Отметили, но на этот раз без психоза, по половинке, потом еще по одной, и еще по одной и, конечно, под «францюзький чоколадка».

— Ф тебья стрельять дойче зольдат? — наливая себе очередную «половинку», спросила Герда.

— Не… Это, эти, полицаи… Не те полицаи, что на службе у немцев, а наши, менты, в общем, милиция. Ферштейн?

— А! Русиш милицай? Ен-Ка-Фе-Де? Наркомьят фньютрених дьел? Почьему они в тебья стрельять? Потому шьто ти ньепрафильний?

— Нет. Я, видишь ли, ограбил одного ба-альшого милицейского чиновника, что-то вроде вашего Геринга, такой же большой и жирный. А он обиделся…

— Ти грабьитель! — обрадовалась Герда — Ти есть обкрасть большой толстий полициянт! Ти есть фраг фатерлянда!

Герда радостно ткнула в меня пальцем и разразилась смехом.

— Ето корошо, — отсмеявшись, сказала она. — Ето нюшно… отмьетить!

— Да не вопрос! Теперь я наливаю!

— Я-я. «Укряиньська с пьерцем». Гут. Корошо, очьень корошо!

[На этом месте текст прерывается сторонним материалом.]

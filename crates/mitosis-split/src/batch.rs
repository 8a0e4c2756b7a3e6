//! Size-bounded batching of range deletion tasks.
//!
//! A shard rejects any single insert larger than its document limit, so
//! tasks are grouped into consecutive slices whose encoded size stays under
//! `max_batch_bytes - headroom_bytes`.

use mitosis_catalog::RangeDeletionTask;

use crate::config::{DEFAULT_BATCH_HEADROOM_BYTES, DEFAULT_MAX_BATCH_BYTES};

/// Size budget of one insert.
#[derive(Debug, Clone, Copy, PartialEq, Eq)]
pub struct BatchLimits {
    pub max_batch_bytes: usize,
    pub headroom_bytes: usize,
}

impl Default for BatchLimits {
    fn default() -> Self {
        Self {
            max_batch_bytes: DEFAULT_MAX_BATCH_BYTES,
            headroom_bytes: DEFAULT_BATCH_HEADROOM_BYTES,
        }
    }
}

impl BatchLimits {
    /// Bytes of task payload one batch may carry.
    pub fn budget(&self) -> usize {
        self.max_batch_bytes.saturating_sub(self.headroom_bytes)
    }
}

/// Lazy iterator of consecutive task slices, each within the budget.
///
/// A task that alone exceeds the budget is yielded as a batch of one.
/// Cloning the iterator, or calling [`restart`](Self::restart), replays
/// the same batches from the beginning.
#[derive(Debug, Clone)]
pub struct RangeDeletionBatches<'a> {
    tasks: &'a [RangeDeletionTask],
    next: usize,
    budget: usize,
}

impl<'a> RangeDeletionBatches<'a> {
    pub fn new(tasks: &'a [RangeDeletionTask], limits: BatchLimits) -> Self {
        Self {
            tasks,
            next: 0,
            budget: limits.budget(),
        }
    }

    pub fn restart(&mut self) {
        self.next = 0;
    }
}

impl<'a> Iterator for RangeDeletionBatches<'a> {
    type Item = &'a [RangeDeletionTask];

    fn next(&mut self) -> Option<Self::Item> {
        let start = self.next;
        if start >= self.tasks.len() {
            return None;
        }

        let mut end = start;
        let mut size = 0;
        while end < self.tasks.len() {
            let task_size = encoded_len(&self.tasks[end]);
            if end > start && size + task_size > self.budget {
                break;
            }
            size += task_size;
            end += 1;
        }

        self.next = end;
        Some(&self.tasks[start..end])
    }
}

/// Encoded size of a task as an array element (payload plus separator).
fn encoded_len(task: &RangeDeletionTask) -> usize {
    // Plain data with string keys; encoding cannot fail.
    serde_json::to_vec(task).map_or(0, |bytes| bytes.len()) + 1
}
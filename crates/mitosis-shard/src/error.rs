//! Shard communication and shard-local storage errors.

use std::time::Duration;

use thiserror::Error;

/// Errors that can occur while talking to, or running on, a shard.
#[derive(Debug, Error)]
pub enum ShardError {
    /// The command never reached the shard (connect refused, unknown route).
    #[error("shard host {host} unreachable: {reason}")]
    Unreachable { host: String, reason: String },

    /// No reply within the per-call deadline. The command may have run.
    #[error("command to shard host {host} timed out after {after:?}")]
    Timeout { host: String, after: Duration },

    /// The shard replied with something other than what the command expects.
    #[error("unexpected reply from shard host {host}: {detail}")]
    Protocol { host: String, detail: String },

    /// The shard ran the command and rejected it.
    #[error("command failed on shard: {0}")]
    Command(String),

    #[error("shard storage error: {0}")]
    Storage(String),

    #[error("catalog error: {0}")]
    Catalog(#[from] mitosis_catalog::CatalogError),
}

/// Result type alias for shard operations.
pub type ShardResult<T> = Result<T, ShardError>;
//! Public entry points.
//!
//! Inputs are collected in a [`ProxyRequest`]. An input that was never set
//! is absent and fails with [`ProxyError::Argument`]; an explicitly empty
//! list is present. Absence is checked before any other work, in a fixed
//! order, so the reported argument is deterministic.

use std::fmt;
use std::sync::Arc;

use tracing::{debug, debug_span};

use crate::behavior::Behavior;
use crate::creation::synthesizer::{synthesize_for_instance, synthesize_new_instance};
use crate::creation::{aggregate, attach, check_capability, CreationStage};
use crate::error::{ProxyError, Result};
use crate::proxy::{InterceptingProxy, ProxyGenerator, Target};
use crate::types::{InterfaceDescriptor, InterfaceSet, TypeDescriptor, Value};

/// Inputs for one proxy creation.
#[derive(Default)]
pub struct ProxyRequest {
    intercepted_type: Option<TypeDescriptor>,
    target: Option<Arc<dyn Target>>,
    behaviors: Option<Vec<Arc<dyn Behavior>>>,
    additional_interfaces: Option<InterfaceSet>,
    constructor_args: Option<Vec<Value>>,
}

impl ProxyRequest {
    pub fn new() -> Self {
        Self::default()
    }

    /// The contract the proxy must honor.
    pub fn intercepted_type(mut self, ty: TypeDescriptor) -> Self {
        self.intercepted_type = Some(ty);
        self
    }

    /// Instance to wrap. The proxy keeps only a weak link; the caller's
    /// `Arc` keeps the target alive.
    pub fn target<T: Target + 'static>(self, target: Arc<T>) -> Self {
        self.target_dyn(target)
    }

    pub fn target_dyn(mut self, target: Arc<dyn Target>) -> Self {
        self.target = Some(target);
        self
    }

    /// Set the behavior list, replacing anything set before.
    pub fn behaviors<I>(mut self, behaviors: I) -> Self
    where
        I: IntoIterator<Item = Arc<dyn Behavior>>,
    {
        self.behaviors = Some(behaviors.into_iter().collect());
        self
    }

    /// Append one behavior; it runs inside every behavior added before it.
    pub fn behavior<B: Behavior + 'static>(mut self, behavior: B) -> Self {
        self.behaviors
            .get_or_insert_with(Vec::new)
            .push(Arc::new(behavior));
        self
    }

    /// Set the extra interfaces, replacing anything set before.
    pub fn additional_interfaces<I, D>(mut self, interfaces: I) -> Self
    where
        I: IntoIterator<Item = D>,
        D: Into<InterfaceDescriptor>,
    {
        self.additional_interfaces = Some(interfaces.into_iter().map(Into::into).collect());
        self
    }

    pub fn additional_interface(mut self, interface: impl Into<InterfaceDescriptor>) -> Self {
        self.additional_interfaces
            .get_or_insert_with(InterfaceSet::new)
            .insert(interface.into());
        self
    }

    /// Constructor arguments for new-instance mode, passed through untouched.
    pub fn constructor_args<I, V>(mut self, args: I) -> Self
    where
        I: IntoIterator<Item = V>,
        V: Into<Value>,
    {
        self.constructor_args = Some(args.into_iter().map(Into::into).collect());
        self
    }
}

impl fmt::Debug for ProxyRequest {
    fn fmt(&self, f: &mut fmt::Formatter<'_>) -> fmt::Result {
        f.debug_struct("ProxyRequest")
            .field("intercepted_type", &self.intercepted_type.as_ref().map(|t| t.name()))
            .field("target", &self.target.as_ref().map(|t| t.type_name()))
            .field(
                "behaviors",
                &self
                    .behaviors
                    .as_ref()
                    .map(|b| b.iter().map(|b| b.name()).collect::<Vec<_>>()),
            )
            .field("additional_interfaces", &self.additional_interfaces)
            .field("constructor_args", &self.constructor_args)
            .finish()
    }
}

fn require<T>(value: Option<T>, name: &'static str) -> Result<T> {
    value.ok_or(ProxyError::Argument { name })
}

/// Create a proxy around an existing, caller-owned instance.
///
/// Argument order: `intercepted_type`, `target`, `behaviors`, `additional_interfaces`.
pub fn create_proxy_for_instance(
    generator: &dyn ProxyGenerator,
    request: ProxyRequest,
) -> Result<Box<dyn InterceptingProxy>> {
    let ProxyRequest {
        intercepted_type,
        target,
        behaviors,
        additional_interfaces,
        ..
    } = request;
    let ty = require(intercepted_type, "intercepted_type")?;
    let target = require(target, "target")?;
    let behaviors = require(behaviors, "behaviors")?;
    let extra = require(additional_interfaces, "additional_interfaces")?;

    let span = debug_span!("create_proxy", mode = "instance", type_name = ty.name());
    let _enter = span.enter();

    check_capability(generator, &ty)?;
    debug!(stage = ?CreationStage::CapabilityVerified);

    let required = aggregate(&behaviors, &extra)?;
    debug!(stage = ?CreationStage::InterfacesAggregated, interfaces = required.len());

    let mut proxy = synthesize_for_instance(generator, &ty, &target, &required, &extra)?;
    debug!(stage = ?CreationStage::Synthesized);

    attach(proxy.as_mut(), &behaviors)?;
    debug!(stage = ?CreationStage::BehaviorsAttached, behaviors = behaviors.len());
    Ok(proxy)
}

/// Create a proxy around a freshly constructed instance.
///
/// Argument order: `intercepted_type`, `behaviors`, `additional_interfaces`,
/// `constructor_args`. A target set on the request is ignored.
pub fn create_proxy_for_new_instance(
    generator: &dyn ProxyGenerator,
    request: ProxyRequest,
) -> Result<Box<dyn InterceptingProxy>> {
    let ProxyRequest {
        intercepted_type,
        behaviors,
        additional_interfaces,
        constructor_args,
        ..
    } = request;
    let ty = require(intercepted_type, "intercepted_type")?;
    let behaviors = require(behaviors, "behaviors")?;
    let extra = require(additional_interfaces, "additional_interfaces")?;
    let args = require(constructor_args, "constructor_args")?;

    let span = debug_span!("create_proxy", mode = "new_instance", type_name = ty.name());
    let _enter = span.enter();

    check_capability(generator, &ty)?;
    debug!(stage = ?CreationStage::CapabilityVerified);

    let required = aggregate(&behaviors, &extra)?;
    debug!(stage = ?CreationStage::InterfacesAggregated, interfaces = required.len());

    let mut proxy = synthesize_new_instance(generator, &ty, &required, &extra, &args)?;
    debug!(stage = ?CreationStage::Synthesized, args = args.len());

    attach(proxy.as_mut(), &behaviors)?;
    debug!(stage = ?CreationStage::BehaviorsAttached, behaviors = behaviors.len());
    Ok(proxy)
}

Дожился… пью водку с фашисткой, хотя, если честно, эта Герда — еще та дамочка, и форма ей идет даже очень. Пить с ней водку весело. И тут меня посетила интересная мысль: если я оказался здесь, перенесясь через пространство, время или измерения, то и с ней произошло то же самое. Я оказался здесь из моего мира 2005 года, а она? Может, она действительно попала сюда из своего 1942 года. Почему нет? И совсем она не псих. А стишок про Генриха Шлоссе? Да мало ли кто его написал, мало ли какой партизан недобитый делился воспоминаниями с поэтом. А может, вообще совпадение. У них там все Шлоссе да Шмидты.

— У тебья есть есчо чоколядка?

— Сейчас! У меня еще всякое найдется. Гулять, так гулять…

Еще через час, сидя с Гердой в обнимку, мы дружно орали пьяными голосами знаменитую немецкую песенку:

— Вэн ди зольдатэн дурх ди штадт марширэн, офнэн ди мэдшэн ди фэстэр унд ди тюрен, ля-ля-ля-ляля-ля!

— Партизанэн пах-пах-пах! — лихо вывел я и был одарен восхищенным взглядом.

— Я! — вскричала Герда. — Партизанэн пах-пах! Бух-бух! Та-та-та-та! Тра-та-та! Пах! Фояр-р-р!

Герда сложила пальцы, имитируя интенсивный автоматный огонь: пах-пах-пах, пуф-пуф-пуф, бах-бах! После чего начала активно заваливаться на бок.

— Э-э-эй! Не спать! Это тебе не шнапс. Слабо вам украинскую с перцем. Эк тебя расплющило! — Я вытащил из рюкзака пузырек с раствором аммиака, раскрыл и поднес к ее носу. — Взбодрись!

Герда резко распрямилась и закашлялась. Ей заметно полегчало. Она посмотрела на меня взглядом, полным сугубо славянской пьяной радости. Ей-богу, в пьянке все люди славяне! Все братья.

— Да, — сказал я, — прав был диссидент Александр Зиновьев, утверждая, что пьянство без свинства — не пьянство, а выпивка в западном стиле. Еще по одной — и будем свинячить? Или будем спатушки?